How Inflation Taxes the Poor


A boarded up house on a terraced street in Burnley, U.K


Anthony Devlin/Bloomberg News

The United Kingdom on Wednesday reported its highest inflation rate since 1982, and welcome to the 40-Year Club alongside the U.S. A new generation on both sides of the Atlantic is learning how erratic price swings can wreck an economy. And in that spirit, a brief research note from a London think tank is worth a closer look.

The official British consumer-price inflation rate out this week is 9% in April, but not everyone is suffering equally. For the first time in this inflationary cycle, the poorest British households are experiencing the largest price increases, according to calculations from the Institute for Fiscal Studies. The 30% of households with the lowest incomes saw the prices they pay rise by at least 9.7%, and as high as 10.9%. The top 10% of earners saw their prices rise by “only” 7.9%.

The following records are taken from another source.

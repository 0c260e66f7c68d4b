//! Operator configuration, read from the environment at startup

use crate::controller::resource::RetryConfig;
use crate::ipam::split::ZONE_SPLIT_BITS;
use crate::ipam::IpamConfig;
use ipnet::Ipv4Net;
use std::str::FromStr;
use std::time::Duration;
use thiserror::Error;

pub const ENV_IPAM_NETWORK: &str = "STRATO_IPAM_NETWORK";
pub const ENV_IPAM_CLUSTER_PREFIX: &str = "STRATO_IPAM_CLUSTER_PREFIX";
pub const ENV_IPAM_NODEPOOL_PREFIX: &str = "STRATO_IPAM_NODEPOOL_PREFIX";
pub const ENV_RETRY_MAX_ATTEMPTS: &str = "STRATO_RETRY_MAX_ATTEMPTS";
pub const ENV_RETRY_INITIAL_DELAY_MS: &str = "STRATO_RETRY_INITIAL_DELAY_MS";
pub const ENV_HEALTH_PORT: &str = "STRATO_HEALTH_PORT";
pub const ENV_CLOUD_ENDPOINT: &str = "STRATO_CLOUD_ENDPOINT";

const DEFAULT_IPAM_NETWORK: &str = "10.100.0.0/16";
const DEFAULT_PREFIX: u8 = 24;
const DEFAULT_HEALTH_PORT: u16 = 8080;
const DEFAULT_LEASE_NAMESPACE: &str = "strato-system";

/// Bits a range is split by: the zone children plus the public/private halves
pub const RANGE_SPLIT_BITS: u8 = ZONE_SPLIT_BITS + 1;

#[derive(Debug, Error, PartialEq)]
pub enum ConfigError {
    #[error("invalid value for {key}: {reason}")]
    Invalid { key: String, reason: String },

    #[error("{0} must be set")]
    Missing(String),
}

#[derive(Clone, Debug, PartialEq)]
pub struct OperatorConfig {
    /// Shared network cluster and node pool ranges are taken from
    pub ipam_network: Ipv4Net,
    pub cluster_prefix: u8,
    pub node_pool_prefix: u8,
    pub retry: RetryConfig,
    pub health_port: u16,
    /// Base URL of the cloud gateway
    pub cloud_endpoint: String,
    /// Identity written into IPAM lock leases
    pub holder_id: String,
    /// Namespace IPAM lock leases live in
    pub lease_namespace: String,
}

fn parse<T: FromStr>(
    lookup: &impl Fn(&str) -> Option<String>,
    key: &str,
    default: T,
) -> Result<T, ConfigError>
where
    T::Err: std::fmt::Display,
{
    match lookup(key) {
        None => Ok(default),
        Some(raw) => raw.trim().parse().map_err(|e: T::Err| ConfigError::Invalid {
            key: key.to_string(),
            reason: format!("{:?}: {}", raw, e),
        }),
    }
}

impl OperatorConfig {
    pub fn from_env() -> Result<Self, ConfigError> {
        Self::from_lookup(|key| std::env::var(key).ok())
    }

    /// Build the config from an arbitrary key lookup
    pub fn from_lookup(lookup: impl Fn(&str) -> Option<String>) -> Result<Self, ConfigError> {
        let default_network: Ipv4Net =
            DEFAULT_IPAM_NETWORK
                .parse()
                .map_err(|e: ipnet::AddrParseError| ConfigError::Invalid {
                    key: ENV_IPAM_NETWORK.to_string(),
                    reason: e.to_string(),
                })?;

        let max_attempts: u32 = parse(&lookup, ENV_RETRY_MAX_ATTEMPTS, 3)?;
        if max_attempts == 0 {
            return Err(ConfigError::Invalid {
                key: ENV_RETRY_MAX_ATTEMPTS.to_string(),
                reason: "at least one attempt is required".to_string(),
            });
        }
        let initial_delay_ms: u64 = parse(&lookup, ENV_RETRY_INITIAL_DELAY_MS, 200)?;

        let cloud_endpoint = lookup(ENV_CLOUD_ENDPOINT)
            .filter(|v| !v.trim().is_empty())
            .ok_or_else(|| ConfigError::Missing(ENV_CLOUD_ENDPOINT.to_string()))?;

        let holder_id = lookup("POD_NAME")
            .or_else(|| lookup("HOSTNAME"))
            .unwrap_or_else(|| format!("strato-{}", uuid::Uuid::new_v4()));

        let config = OperatorConfig {
            ipam_network: parse(&lookup, ENV_IPAM_NETWORK, default_network)?,
            cluster_prefix: parse(&lookup, ENV_IPAM_CLUSTER_PREFIX, DEFAULT_PREFIX)?,
            node_pool_prefix: parse(&lookup, ENV_IPAM_NODEPOOL_PREFIX, DEFAULT_PREFIX)?,
            retry: RetryConfig {
                max_attempts,
                initial_delay: Duration::from_millis(initial_delay_ms),
                ..Default::default()
            },
            health_port: parse(&lookup, ENV_HEALTH_PORT, DEFAULT_HEALTH_PORT)?,
            cloud_endpoint,
            holder_id,
            lease_namespace: lookup("POD_NAMESPACE")
                .unwrap_or_else(|| DEFAULT_LEASE_NAMESPACE.to_string()),
        };

        for (key, ipam) in [
            (ENV_IPAM_CLUSTER_PREFIX, config.cluster_ipam()),
            (ENV_IPAM_NODEPOOL_PREFIX, config.node_pool_ipam()),
        ] {
            ipam.validate().map_err(|e| ConfigError::Invalid {
                key: key.to_string(),
                reason: e.to_string(),
            })?;
        }

        Ok(config)
    }

    pub fn cluster_ipam(&self) -> IpamConfig {
        IpamConfig {
            network: self.ipam_network,
            prefix_len: self.cluster_prefix,
            split_bits: RANGE_SPLIT_BITS,
        }
    }

    pub fn node_pool_ipam(&self) -> IpamConfig {
        IpamConfig {
            network: self.ipam_network,
            prefix_len: self.node_pool_prefix,
            split_bits: RANGE_SPLIT_BITS,
        }
    }
}

#[cfg(test)]
#[path = "config_test.rs"]
mod tests;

The reason is that people at different income levels spend different proportions of their earnings on different goods and services. Such a “consumption basket” is an integral if little discussed element in calculating the inflation rate. British inflation is driven by soaring energy costs, with household electricity and natural-gas bills rising 54% in April. Since energy constitutes a higher proportion of a low-income household’s budget—11% of total spending, compared to 4% for the highest earners—low-income Britons feel the sting of energy-price inflation more keenly.

That inflation acts as a highly regressive tax on lower earners is well-known among economists. But the misery low-earning Britons are experiencing now is not an abstraction. And it is becoming a political liability for Prime Minister

Boris Johnson,

whose climate fixations have done so much to push up energy prices. Don’t be surprised if President Biden and U.S. Democrats are the next to get a political education in this economic reality.